# EXERCISE BRIEF
For the entries below, state how many lines contain the string "literals". Add nothing else.

# INFORMATION SUPPLIED
• • • • •

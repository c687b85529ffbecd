//! Validated collection names and field paths.
//!
//! Both types are restricted to identifier characters so the `PostgreSQL`
//! adapter can interpolate them into DDL and JSON path literals without
//! escaping. Compile-time constants are built with the `from_static`
//! constructors, which reject invalid literals during const evaluation.

use super::StoreDomainError;
use serde::{Deserialize, Serialize};
use std::borrow::Cow;
use std::fmt;

/// Largest identifier length accepted by `PostgreSQL` without truncation.
const MAX_IDENTIFIER_LEN: usize = 63;

/// Name of a raw collection or a derived view.
#[derive(Debug, Clone, PartialEq, Eq, Hash, PartialOrd, Ord, Serialize, Deserialize)]
#[serde(try_from = "String", into = "String")]
pub struct CollectionName(Cow<'static, str>);

impl CollectionName {
    /// Creates a collection name from a string literal.
    ///
    /// # Panics
    ///
    /// Panics when `name` is not a valid collection name. In a `const`
    /// context the panic surfaces as a compile error.
    #[must_use]
    pub const fn from_static(name: &'static str) -> Self {
        assert!(
            is_valid_collection_name(name),
            "collection names must match [a-z_][a-z0-9_]*"
        );
        Self(Cow::Borrowed(name))
    }

    /// Creates a validated collection name.
    ///
    /// # Errors
    ///
    /// Returns [`StoreDomainError::InvalidCollectionName`] when the value is
    /// empty, too long, or contains characters outside `[a-z0-9_]`.
    pub fn new(name: impl Into<String>) -> Result<Self, StoreDomainError> {
        let raw = name.into();
        if !is_valid_collection_name(&raw) {
            return Err(StoreDomainError::InvalidCollectionName(raw));
        }
        Ok(Self(Cow::Owned(raw)))
    }

    /// Returns the name as `str`.
    #[must_use]
    pub fn as_str(&self) -> &str {
        &self.0
    }
}

impl TryFrom<String> for CollectionName {
    type Error = StoreDomainError;

    fn try_from(value: String) -> Result<Self, Self::Error> {
        Self::new(value)
    }
}

impl From<CollectionName> for String {
    fn from(value: CollectionName) -> Self {
        value.0.into_owned()
    }
}

impl AsRef<str> for CollectionName {
    fn as_ref(&self) -> &str {
        self.as_str()
    }
}

impl fmt::Display for CollectionName {
    fn fmt(&self, f: &mut fmt::Formatter<'_>) -> fmt::Result {
        f.write_str(&self.0)
    }
}

/// Dot-separated path to a field inside a document, such as `team.name`.
#[derive(Debug, Clone, PartialEq, Eq, Hash, Serialize, Deserialize)]
#[serde(try_from = "String", into = "String")]
pub struct FieldPath(Cow<'static, str>);

impl FieldPath {
    /// Creates a field path from a string literal.
    ///
    /// # Panics
    ///
    /// Panics when `path` is not a valid field path. In a `const` context the
    /// panic surfaces as a compile error.
    #[must_use]
    pub const fn from_static(path: &'static str) -> Self {
        assert!(
            is_valid_field_path(path),
            "field paths must be dot-separated [A-Za-z0-9_] segments"
        );
        Self(Cow::Borrowed(path))
    }

    /// Parses a validated field path.
    ///
    /// # Errors
    ///
    /// Returns [`StoreDomainError::InvalidFieldPath`] when a segment is empty
    /// or contains characters outside `[A-Za-z0-9_]`.
    pub fn parse(path: impl Into<String>) -> Result<Self, StoreDomainError> {
        let raw = path.into();
        if !is_valid_field_path(&raw) {
            return Err(StoreDomainError::InvalidFieldPath(raw));
        }
        Ok(Self(Cow::Owned(raw)))
    }

    /// Returns the path as written, for example `team.name`.
    #[must_use]
    pub fn as_str(&self) -> &str {
        &self.0
    }

    /// Iterates over the path segments.
    pub fn segments(&self) -> impl Iterator<Item = &str> {
        self.0.split('.')
    }

    /// Returns `true` when the path names a top-level field.
    #[must_use]
    pub fn is_top_level(&self) -> bool {
        !self.0.contains('.')
    }
}

impl TryFrom<String> for FieldPath {
    type Error = StoreDomainError;

    fn try_from(value: String) -> Result<Self, Self::Error> {
        Self::parse(value)
    }
}

impl From<FieldPath> for String {
    fn from(value: FieldPath) -> Self {
        value.0.into_owned()
    }
}

impl fmt::Display for FieldPath {
    fn fmt(&self, f: &mut fmt::Formatter<'_>) -> fmt::Result {
        f.write_str(&self.0)
    }
}

const fn is_valid_collection_name(name: &str) -> bool {
    let bytes = name.as_bytes();
    if bytes.is_empty() || bytes.len() > MAX_IDENTIFIER_LEN {
        return false;
    }
    let mut rest = bytes;
    let mut leading = true;
    while let [byte, tail @ ..] = rest {
        let allowed = byte.is_ascii_lowercase()
            || *byte == b'_'
            || (!leading && byte.is_ascii_digit());
        if !allowed {
            return false;
        }
        leading = false;
        rest = tail;
    }
    true
}

const fn is_valid_field_path(path: &str) -> bool {
    let mut rest = path.as_bytes();
    let mut segment_len = 0_usize;
    while let [byte, tail @ ..] = rest {
        if *byte == b'.' {
            if segment_len == 0 {
                return false;
            }
            segment_len = 0;
        } else if byte.is_ascii_alphanumeric() || *byte == b'_' {
            segment_len += 1;
        } else {
            return false;
        }
        rest = tail;
    }
    segment_len > 0
}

• • • • •

# WRITTEN RESPONSE
2